Economic activity and energy


What you need to know:


Economic activities – Videos BBC (click on the image below)



Economic activities and sectors

Industry can be classified using a four-way division. Over time, the percentage of the population of a country working in these different sectors of industry will change as the country develops. This is covered in the ‘Employment structures’ section.

Primary industries are classified as those which produce the raw materials for industry. Examples include mining, quarrying, farming, fishing and forestry, all of which produce raw materials that can be processed in to a finished product – this is the primary sector


Secondary industries are the manufacturing and assembly industries. They take raw materials and manufacture finished products from them. Examples include steel manufacture, bread making and food processing – this is the secondary sector.


Tertiary industries are service industries, and are the area of most growth in the HICs. Examples include doctors, teachers, lawyers, estate agents, travel agents, accountants and policemen – this is the tertiary sector.


Quaternary industries are the newest, most hi-tech sector of industry. They are the research and development industries. Examples include the development of new computer components and research into GM crops – this is the quaternary sector.



Changes over time and space

As a country develops the proportion employed in the primary sector decreases and the proportion employed in the secondary and tertiary sectors increases. Eventually the quaternary sector develops as the country becomes more scientifically educated.

The Clark-Fisher model demonstrates how countries move through the three phases (pre-industrial, industrial and post-industrial). The UK is an example of post-industrial society.

Employment structures can also change over time within the same country. In the UK in 1800 most people would have been employed in the primary sector. Many people worked on the land, and made their living from agriculture and related products. As time went on the needs of the country changed and people were required to work in industry thus the secondary sector started to flourish. The demand for work increased in schools, hospitals and retail industries.
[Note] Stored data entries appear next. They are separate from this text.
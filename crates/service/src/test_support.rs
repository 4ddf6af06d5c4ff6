#![cfg(test)]
use configs::DatabaseConfig;
use migration::MigratorTrait;
use models::db::connect_with_config;
use sea_orm::DatabaseConnection;

/// Fresh in-memory SQLite database with migrations applied.
///
/// The pool is pinned to a single connection: every SQLite `:memory:`
/// connection is its own database.
pub async fn get_db() -> Result<DatabaseConnection, anyhow::Error> {
    let cfg = DatabaseConfig {
        url: "sqlite::memory:".into(),
        max_connections: 1,
        min_connections: 1,
        ..Default::default()
    };
    let db = connect_with_config(&cfg).await?;
    migration::Migrator::up(&db, None).await?;
    Ok(db)
}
Many people left the rural areas in the search for jobs in the towns and cities. By the year 2000 over half of the UK workforce were employed in tertiary industries and only a small number were employed in primary industries. Quaternary industries are a relatively new concept, and it is only recently that they have been added to these figures. However it is becoming an important and growing sector in the UK as many firms want to carry out research and development for their products.
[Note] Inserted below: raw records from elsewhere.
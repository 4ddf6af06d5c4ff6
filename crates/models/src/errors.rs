use thiserror::Error;

#[derive(Debug, Error)]
pub enum ModelError {
    /// Payload violates the account field constraints.
    #[error("invalid account: {0}")]
    DataValidation(String),
    #[error("database error: {0}")]
    Db(String),
}

impl ModelError {
    pub fn invalid(msg: impl Into<String>) -> Self { Self::DataValidation(msg.into()) }
}

impl From<sea_orm::DbErr> for ModelError {
    fn from(e: sea_orm::DbErr) -> Self { Self::Db(e.to_string()) }
}
//! Create `account` table.
//!
//! Optional contact fields are nullable; `email` and `address` are stored
//! as empty strings when not supplied.
use sea_orm_migration::{prelude::*, schema::*};

#[derive(DeriveMigrationName)]
pub struct Migration;

#[async_trait::async_trait]
impl MigrationTrait for Migration {
    async fn up(&self, manager: &SchemaManager) -> Result<(), DbErr> {
        manager
            .create_table(
                Table::create()
                    .table(Account::Table)
                    .if_not_exists()
                    .col(pk_auto(Account::Id))
                    .col(string_len(Account::Name, 64))
                    .col(string_len(Account::Email, 64))
                    .col(string_len(Account::Address, 256))
                    .col(string_len_null(Account::PhoneNumber, 32))
                    .col(date_null(Account::DateJoined))
                    .to_owned(),
            )
            .await
    }

    async fn down(&self, manager: &SchemaManager) -> Result<(), DbErr> {
        manager.drop_table(Table::drop().table(Account::Table).to_owned()).await
    }
}

#[derive(DeriveIden)]
enum Account { Table, Id, Name, Email, Address, PhoneNumber, DateJoined }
Comparing employment structures

The employment structure of a country shows how the labour force is divided between the primary, secondary and tertiary sectors. Different countries have different employment structures. The employment structure of a given country can tell you quite a lot about its economy.
In the richest countries, for example, there will usually be more people working in the tertiary/quaternary sector than in the primary and secondary sectors. In the poorest countries, there tend to be more people working in the primary sector than in either the secondary or tertiary sectors.


Informal economy

The informal economy employs millions of people across the world especially in LICs however it is an unofficial or unregulated economy. Therefore, it is not recognised in the official figures of governments. It is often referred to as the black economy/market.

Formal Economy: The economy that is formally registered with authorities and regulated by the government. The formal sector will be liable to pay taxes.
Informal Economy: The section of the economy that is not registered with the government, is not regulated and does not pay taxes. The informal economy is sometimes called the black market.

The informal economy has come about due to a number of factors however the most important particularly in LICs is the underemployment or unemployment in the cities due to mass urbanisation (rural-urban migration).

Advantages of the informal economy:
Many independent poor people work in the informal sector e.g. car washers or shoe shiners. This often means the money goes where it is most needed.
It often employs people with low skill and education levels who might normally find it hard to get a job.
Workers may learn skills which means that they can get jobs in the formal economy.
Many businesses are labour intensive and don’t rely on technology, so they are cheaper to set up and employ more people.
Many businesses actually work in local communities and recycle waste material (a form of recycling).
Can give economic opportunities to illegal immigrants or refugees (of course this could also be a negative because it attracts more refugees and illegal immigrants)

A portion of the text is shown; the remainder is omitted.